- _Task to carry out_
Where does the string "done" appear? Copy every line of the entries below that holds it.

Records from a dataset
━━━━━━━━
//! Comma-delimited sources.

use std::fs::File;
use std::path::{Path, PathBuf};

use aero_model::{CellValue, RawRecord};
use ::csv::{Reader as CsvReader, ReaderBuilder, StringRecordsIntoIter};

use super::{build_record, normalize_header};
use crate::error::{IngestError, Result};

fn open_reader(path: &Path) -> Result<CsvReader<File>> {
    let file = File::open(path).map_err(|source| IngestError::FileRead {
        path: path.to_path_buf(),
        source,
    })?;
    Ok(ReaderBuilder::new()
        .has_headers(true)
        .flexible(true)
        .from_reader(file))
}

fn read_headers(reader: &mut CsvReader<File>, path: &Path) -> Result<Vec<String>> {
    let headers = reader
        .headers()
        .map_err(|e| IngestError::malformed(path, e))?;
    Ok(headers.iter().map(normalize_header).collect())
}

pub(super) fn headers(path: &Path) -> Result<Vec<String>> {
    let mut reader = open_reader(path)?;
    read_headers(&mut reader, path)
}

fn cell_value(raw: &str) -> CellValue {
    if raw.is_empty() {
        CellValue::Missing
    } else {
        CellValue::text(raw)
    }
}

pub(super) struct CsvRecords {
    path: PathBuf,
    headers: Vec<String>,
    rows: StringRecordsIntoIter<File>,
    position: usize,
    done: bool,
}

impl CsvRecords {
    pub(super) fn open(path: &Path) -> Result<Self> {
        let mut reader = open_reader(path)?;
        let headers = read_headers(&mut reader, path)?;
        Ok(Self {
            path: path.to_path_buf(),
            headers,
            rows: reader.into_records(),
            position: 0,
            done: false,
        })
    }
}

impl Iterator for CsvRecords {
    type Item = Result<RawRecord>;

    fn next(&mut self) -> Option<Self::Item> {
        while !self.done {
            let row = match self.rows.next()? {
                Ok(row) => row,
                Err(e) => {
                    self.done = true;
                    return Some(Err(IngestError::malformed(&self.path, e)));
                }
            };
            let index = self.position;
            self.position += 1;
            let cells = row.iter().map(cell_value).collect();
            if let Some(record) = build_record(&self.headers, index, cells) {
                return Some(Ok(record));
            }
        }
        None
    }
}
━━━━━━━━
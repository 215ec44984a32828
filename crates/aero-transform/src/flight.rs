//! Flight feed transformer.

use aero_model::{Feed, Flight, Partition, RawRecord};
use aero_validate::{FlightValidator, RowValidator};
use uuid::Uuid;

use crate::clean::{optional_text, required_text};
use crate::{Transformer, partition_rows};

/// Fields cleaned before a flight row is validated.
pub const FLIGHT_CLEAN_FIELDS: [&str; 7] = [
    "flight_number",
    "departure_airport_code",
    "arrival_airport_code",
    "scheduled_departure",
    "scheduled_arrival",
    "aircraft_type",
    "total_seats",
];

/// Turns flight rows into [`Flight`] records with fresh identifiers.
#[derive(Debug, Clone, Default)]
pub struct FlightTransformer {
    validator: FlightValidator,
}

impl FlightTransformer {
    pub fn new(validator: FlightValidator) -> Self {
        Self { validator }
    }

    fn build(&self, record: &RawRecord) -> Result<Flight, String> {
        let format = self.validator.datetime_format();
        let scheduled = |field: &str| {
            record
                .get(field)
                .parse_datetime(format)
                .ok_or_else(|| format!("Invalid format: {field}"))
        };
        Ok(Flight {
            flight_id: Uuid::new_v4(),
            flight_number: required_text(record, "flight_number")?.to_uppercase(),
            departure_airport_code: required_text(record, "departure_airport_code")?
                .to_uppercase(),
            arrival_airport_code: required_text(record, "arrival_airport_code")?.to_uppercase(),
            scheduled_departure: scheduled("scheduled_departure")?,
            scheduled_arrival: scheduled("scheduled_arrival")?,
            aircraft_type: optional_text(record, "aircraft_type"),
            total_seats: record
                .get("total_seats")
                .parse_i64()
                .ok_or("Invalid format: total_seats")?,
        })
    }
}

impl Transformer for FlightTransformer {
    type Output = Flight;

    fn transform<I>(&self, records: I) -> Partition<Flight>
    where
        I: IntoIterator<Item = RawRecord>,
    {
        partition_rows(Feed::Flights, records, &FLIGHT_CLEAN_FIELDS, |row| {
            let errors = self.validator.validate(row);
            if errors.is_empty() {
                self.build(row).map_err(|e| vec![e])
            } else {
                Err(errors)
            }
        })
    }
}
━━━━━━━━
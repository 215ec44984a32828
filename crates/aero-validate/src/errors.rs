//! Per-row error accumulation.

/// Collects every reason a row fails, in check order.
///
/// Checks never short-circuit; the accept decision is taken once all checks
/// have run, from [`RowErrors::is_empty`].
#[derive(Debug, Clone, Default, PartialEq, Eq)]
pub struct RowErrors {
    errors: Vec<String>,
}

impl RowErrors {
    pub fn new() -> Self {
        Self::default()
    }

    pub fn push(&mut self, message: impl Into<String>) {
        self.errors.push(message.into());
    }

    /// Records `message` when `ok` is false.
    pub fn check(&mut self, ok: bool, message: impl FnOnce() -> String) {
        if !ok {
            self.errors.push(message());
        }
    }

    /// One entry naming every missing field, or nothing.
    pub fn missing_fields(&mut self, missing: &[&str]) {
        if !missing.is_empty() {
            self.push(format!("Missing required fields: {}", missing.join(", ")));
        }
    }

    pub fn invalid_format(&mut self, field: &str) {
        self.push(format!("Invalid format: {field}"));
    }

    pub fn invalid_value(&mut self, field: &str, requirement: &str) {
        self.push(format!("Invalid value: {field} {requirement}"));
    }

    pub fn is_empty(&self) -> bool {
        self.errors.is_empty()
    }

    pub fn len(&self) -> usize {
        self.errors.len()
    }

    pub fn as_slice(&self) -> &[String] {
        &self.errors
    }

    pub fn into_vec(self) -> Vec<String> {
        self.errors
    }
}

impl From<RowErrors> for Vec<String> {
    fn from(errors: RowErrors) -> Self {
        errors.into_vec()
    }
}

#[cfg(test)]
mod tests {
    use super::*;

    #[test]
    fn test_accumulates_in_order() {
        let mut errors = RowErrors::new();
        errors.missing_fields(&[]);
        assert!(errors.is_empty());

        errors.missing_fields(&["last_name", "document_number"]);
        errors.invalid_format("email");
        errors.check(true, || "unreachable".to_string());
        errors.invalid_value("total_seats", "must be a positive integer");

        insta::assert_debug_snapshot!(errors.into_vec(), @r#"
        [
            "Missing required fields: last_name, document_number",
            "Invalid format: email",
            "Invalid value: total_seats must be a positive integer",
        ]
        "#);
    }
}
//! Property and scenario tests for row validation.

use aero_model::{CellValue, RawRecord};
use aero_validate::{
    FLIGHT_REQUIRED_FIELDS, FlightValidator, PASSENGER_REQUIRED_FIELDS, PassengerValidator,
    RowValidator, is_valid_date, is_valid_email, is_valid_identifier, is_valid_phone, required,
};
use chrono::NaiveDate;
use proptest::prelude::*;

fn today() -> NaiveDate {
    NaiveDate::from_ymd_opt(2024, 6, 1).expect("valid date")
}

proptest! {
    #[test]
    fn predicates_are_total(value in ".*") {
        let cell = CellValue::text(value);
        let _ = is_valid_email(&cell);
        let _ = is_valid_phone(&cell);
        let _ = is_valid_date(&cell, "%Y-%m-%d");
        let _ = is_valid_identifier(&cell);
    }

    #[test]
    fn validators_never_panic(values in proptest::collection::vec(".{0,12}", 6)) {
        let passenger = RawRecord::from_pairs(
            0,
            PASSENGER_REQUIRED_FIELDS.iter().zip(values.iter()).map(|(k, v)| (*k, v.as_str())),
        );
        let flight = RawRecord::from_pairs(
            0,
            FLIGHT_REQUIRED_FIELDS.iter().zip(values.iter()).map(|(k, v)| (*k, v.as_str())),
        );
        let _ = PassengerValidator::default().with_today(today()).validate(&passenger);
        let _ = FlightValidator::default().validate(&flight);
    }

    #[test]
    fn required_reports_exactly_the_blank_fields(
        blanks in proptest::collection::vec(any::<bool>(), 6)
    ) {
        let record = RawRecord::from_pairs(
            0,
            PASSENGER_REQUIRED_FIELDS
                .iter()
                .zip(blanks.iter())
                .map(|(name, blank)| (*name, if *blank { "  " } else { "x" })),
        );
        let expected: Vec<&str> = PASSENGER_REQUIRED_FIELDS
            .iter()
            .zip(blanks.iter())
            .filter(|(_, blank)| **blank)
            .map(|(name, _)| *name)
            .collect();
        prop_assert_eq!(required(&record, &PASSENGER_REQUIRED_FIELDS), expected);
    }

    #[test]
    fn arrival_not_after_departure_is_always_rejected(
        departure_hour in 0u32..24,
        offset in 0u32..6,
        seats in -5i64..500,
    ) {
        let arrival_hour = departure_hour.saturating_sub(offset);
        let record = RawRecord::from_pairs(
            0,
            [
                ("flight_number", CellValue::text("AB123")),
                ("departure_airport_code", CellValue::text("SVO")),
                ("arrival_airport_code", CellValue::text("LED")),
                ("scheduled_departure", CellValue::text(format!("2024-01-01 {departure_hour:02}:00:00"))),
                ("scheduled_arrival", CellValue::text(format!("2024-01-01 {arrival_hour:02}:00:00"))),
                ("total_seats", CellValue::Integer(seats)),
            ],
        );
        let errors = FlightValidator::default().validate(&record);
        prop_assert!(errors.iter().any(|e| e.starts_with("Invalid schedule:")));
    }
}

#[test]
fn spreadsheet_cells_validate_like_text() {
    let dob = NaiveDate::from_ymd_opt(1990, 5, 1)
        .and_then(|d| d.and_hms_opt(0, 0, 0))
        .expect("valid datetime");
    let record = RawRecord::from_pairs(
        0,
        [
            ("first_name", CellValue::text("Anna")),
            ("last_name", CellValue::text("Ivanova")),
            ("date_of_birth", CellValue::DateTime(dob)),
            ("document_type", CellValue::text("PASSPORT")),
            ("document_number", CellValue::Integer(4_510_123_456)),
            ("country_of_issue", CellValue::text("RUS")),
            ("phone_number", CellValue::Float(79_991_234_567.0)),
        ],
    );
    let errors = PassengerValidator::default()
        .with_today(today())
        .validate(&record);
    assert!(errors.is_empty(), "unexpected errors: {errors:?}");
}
━━━━━━━━
- _Response_
    done: bool,
            done: false,
        while !self.done {
                    self.done = true;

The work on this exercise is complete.